*** Exercise data ***

//! ReferralStore interface tests.

use donation_engine::model::{
    Amount, ReferralReward, ReferralStatus, ReferralTracking, RewardTrigger,
};
use donation_engine::storage::Stores;

use super::at;

pub async fn test_tracking_round_trip(stores: &Stores) {
    let click = ReferralTracking::from_click(
        "ref-rt",
        "CODE-RT",
        Some("whatsapp"),
        at(2026, 2, 1, 9),
    );
    stores.referrals.insert_tracking(&click).await.unwrap();

    let loaded = stores
        .referrals
        .get_tracking(&click.id)
        .await
        .unwrap()
        .expect("tracking should exist");
    assert_eq!(loaded, click);
}

pub async fn test_find_pending_click_returns_oldest(stores: &Stores) {
    let older = ReferralTracking::from_click("ref-fp", "CODE-FP", None, at(2026, 2, 1, 9));
    let newer = ReferralTracking::from_click("ref-fp", "CODE-FP", None, at(2026, 2, 1, 10));
    let claimed =
        ReferralTracking::from_registration("ref-fp", "CODE-FP", "user-fp", at(2026, 2, 1, 8));
    for row in [&newer, &claimed, &older] {
        stores.referrals.insert_tracking(row).await.unwrap();
    }

    let found = stores
        .referrals
        .find_pending_click("CODE-FP")
        .await
        .unwrap()
        .unwrap();
    assert_eq!(found.id, older.id);

    assert!(stores
        .referrals
        .find_pending_click("CODE-NONE")
        .await
        .unwrap()
        .is_none());
}

pub async fn test_find_by_referred_and_pair(stores: &Stores) {
    let row =
        ReferralTracking::from_registration("ref-fr", "CODE-FR", "user-fr", at(2026, 2, 2, 9));
    stores.referrals.insert_tracking(&row).await.unwrap();

    let by_referred = stores.referrals.find_by_referred("user-fr").await.unwrap().unwrap();
    assert_eq!(by_referred.id, row.id);

    let by_pair = stores
        .referrals
        .find_by_pair("ref-fr", "user-fr")
        .await
        .unwrap()
        .unwrap();
    assert_eq!(by_pair.id, row.id);
    assert!(stores
        .referrals
        .find_by_pair("ref-other", "user-fr")
        .await
        .unwrap()
        .is_none());
}

pub async fn test_duplicate_pair_conflicts(stores: &Stores) {
    let first =
        ReferralTracking::from_registration("ref-dp", "CODE-DP", "user-dp", at(2026, 2, 3, 9));
    let second =
        ReferralTracking::from_registration("ref-dp", "CODE-DP", "user-dp", at(2026, 2, 3, 10));
    stores.referrals.insert_tracking(&first).await.unwrap();

    let err = stores
        .referrals
        .insert_tracking(&second)
        .await
        .expect_err("same pair should conflict");
    assert!(err.is_conflict(), "expected conflict, got {err:?}");
}

pub async fn test_update_tracking_compare_and_swap(stores: &Stores) {
    let row = ReferralTracking::from_click("ref-cas", "CODE-CAS", None, at(2026, 2, 4, 9));
    stores.referrals.insert_tracking(&row).await.unwrap();

    let mut first = row.clone();
    first.register("user-cas", at(2026, 2, 4, 10)).unwrap();
    let stored = stores.referrals.update_tracking(&first).await.unwrap();
    assert_eq!(stored.version, row.version + 1);
    assert_eq!(stored.status, ReferralStatus::Registered);

    let mut stale = row.clone();
    stale.record_click(at(2026, 2, 4, 11));
    let err = stores
        .referrals
        .update_tracking(&stale)
        .await
        .expect_err("stale version should conflict");
    assert!(err.is_conflict(), "expected conflict, got {err:?}");

    let loaded = stores.referrals.get_tracking(&row.id).await.unwrap().unwrap();
    assert_eq!(loaded, stored);
}

pub async fn test_list_by_referrer_newest_first(stores: &Stores) {
    for hour in [9, 11, 10] {
        let row = ReferralTracking::from_click("ref-list", "CODE-LIST", None, at(2026, 2, 5, hour));
        stores.referrals.insert_tracking(&row).await.unwrap();
    }

    let rows = stores.referrals.list_by_referrer("ref-list", None).await.unwrap();
    let created: Vec<_> = rows.iter().map(|r| r.created_at).collect();
    assert_eq!(
        created,
        vec![at(2026, 2, 5, 11), at(2026, 2, 5, 10), at(2026, 2, 5, 9)]
    );

    let limited = stores.referrals.list_by_referrer("ref-list", Some(2)).await.unwrap();
    assert_eq!(limited.len(), 2);
}

pub async fn test_grant_reward_once_per_trigger(stores: &Stores) {
    let row =
        ReferralTracking::from_registration("ref-rw", "CODE-RW", "user-rw", at(2026, 2, 6, 9));
    stores.referrals.insert_tracking(&row).await.unwrap();

    let trigger = RewardTrigger::Registration;
    let reward = |hour| {
        ReferralReward::awarded(
            &row,
            trigger.reward_type(),
            trigger.value(),
            trigger.description(),
            at(2026, 2, 6, hour),
        )
    };

    assert!(stores.referrals.grant_reward(&reward(10)).await.unwrap());
    assert!(
        !stores.referrals.grant_reward(&reward(11)).await.unwrap(),
        "same trigger is granted once"
    );

    let first_donation = ReferralReward::awarded(
        &row,
        RewardTrigger::FirstDonation.reward_type(),
        RewardTrigger::FirstDonation.value(),
        RewardTrigger::FirstDonation.description(),
        at(2026, 2, 6, 12),
    );
    assert!(stores.referrals.grant_reward(&first_donation).await.unwrap());

    let for_tracking = stores.referrals.rewards_for_tracking(&row.id).await.unwrap();
    assert_eq!(for_tracking.len(), 2);

    let for_user = stores.referrals.rewards_for_user("ref-rw").await.unwrap();
    let descriptions: Vec<&str> = for_user.iter().map(|r| r.description.as_str()).collect();
    assert_eq!(
        descriptions,
        vec!["First donation from referral", "Referral registration bonus"]
    );
}

pub async fn test_referrer_totals_accumulate(stores: &Stores) {
    let empty = stores.referrals.referrer_totals("ref-tot").await.unwrap();
    assert_eq!(empty.referral_count, 0);
    assert_eq!(empty.referral_donations_total, Amount::ZERO);

    stores
        .referrals
        .add_referrer_totals("ref-tot", 1, Amount::ZERO)
        .await
        .unwrap();
    let totals = stores
        .referrals
        .add_referrer_totals("ref-tot", 0, Amount::from_major_units(250))
        .await
        .unwrap();
    assert_eq!(totals.referral_count, 1);
    assert_eq!(totals.referral_donations_total, Amount::from_major_units(250));
    assert_eq!(stores.referrals.referrer_totals("ref-tot").await.unwrap(), totals);
}

pub async fn test_top_referrers_ranked_by_donations(stores: &Stores) {
    let rows = [
        ReferralTracking::from_donation(
            "top-b",
            "CODE-TB",
            Some("u1"),
            Amount::from_major_units(300),
            at(2026, 2, 10, 9),
        ),
        ReferralTracking::from_donation(
            "top-b",
            "CODE-TB",
            Some("u2"),
            Amount::from_major_units(200),
            at(2026, 2, 20, 9),
        ),
        ReferralTracking::from_donation(
            "top-a",
            "CODE-TA",
            Some("u3"),
            Amount::from_major_units(500),
            at(2026, 2, 21, 9),
        ),
        ReferralTracking::from_donation(
            "top-c",
            "CODE-TC",
            Some("u4"),
            Amount::from_major_units(100),
            at(2026, 2, 1, 9),
        ),
    ];
    for row in &rows {
        stores.referrals.insert_tracking(row).await.unwrap();
    }
    // registered but never donated rows do not count
    let idle = ReferralTracking::from_registration("top-c", "CODE-TC", "u5", at(2026, 2, 22, 9));
    stores.referrals.insert_tracking(&idle).await.unwrap();

    let top = stores.referrals.top_referrers(Some(at(2026, 2, 1, 0)), 10).await.unwrap();
    let ours: Vec<_> = top
        .iter()
        .filter(|r| r.user_id.starts_with("top-"))
        .map(|r| (r.user_id.as_str(), r.referral_count, r.total_donations))
        .collect();
    assert_eq!(
        ours,
        vec![
            ("top-a", 1, Amount::from_major_units(500)),
            ("top-b", 2, Amount::from_major_units(500)),
            ("top-c", 1, Amount::from_major_units(100)),
        ],
        "ties are broken by user id"
    );

    let recent = stores.referrals.top_referrers(Some(at(2026, 2, 15, 0)), 10).await.unwrap();
    let b = recent.iter().find(|r| r.user_id == "top-b").unwrap();
    assert_eq!(b.referral_count, 1);
    assert_eq!(b.total_donations, Amount::from_major_units(200));
    assert!(recent.iter().all(|r| r.user_id != "top-c"));
}

#[macro_export]
macro_rules! run_referral_store_tests {
    ($stores:expr) => {
        use $crate::storage::referral_store_tests::*;

        test_tracking_round_trip($stores).await;
        println!("  test_tracking_round_trip: PASSED");

        test_find_pending_click_returns_oldest($stores).await;
        println!("  test_find_pending_click_returns_oldest: PASSED");

        test_find_by_referred_and_pair($stores).await;
        println!("  test_find_by_referred_and_pair: PASSED");

        test_duplicate_pair_conflicts($stores).await;
        println!("  test_duplicate_pair_conflicts: PASSED");

        test_update_tracking_compare_and_swap($stores).await;
        println!("  test_update_tracking_compare_and_swap: PASSED");

        test_list_by_referrer_newest_first($stores).await;
        println!("  test_list_by_referrer_newest_first: PASSED");

        test_grant_reward_once_per_trigger($stores).await;
        println!("  test_grant_reward_once_per_trigger: PASSED");

        test_referrer_totals_accumulate($stores).await;
        println!("  test_referrer_totals_accumulate: PASSED");

        test_top_referrers_ranked_by_donations($stores).await;
        println!("  test_top_referrers_ranked_by_donations: PASSED");
    };
}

*** End of Exercise data ***

Look through the listing above. Pick out each line with "stale" and copy it.

The completed task:
    let mut stale = row.clone();
    stale.record_click(at(2026, 2, 4, 11));
        .update_tracking(&stale)
        .expect_err("stale version should conflict");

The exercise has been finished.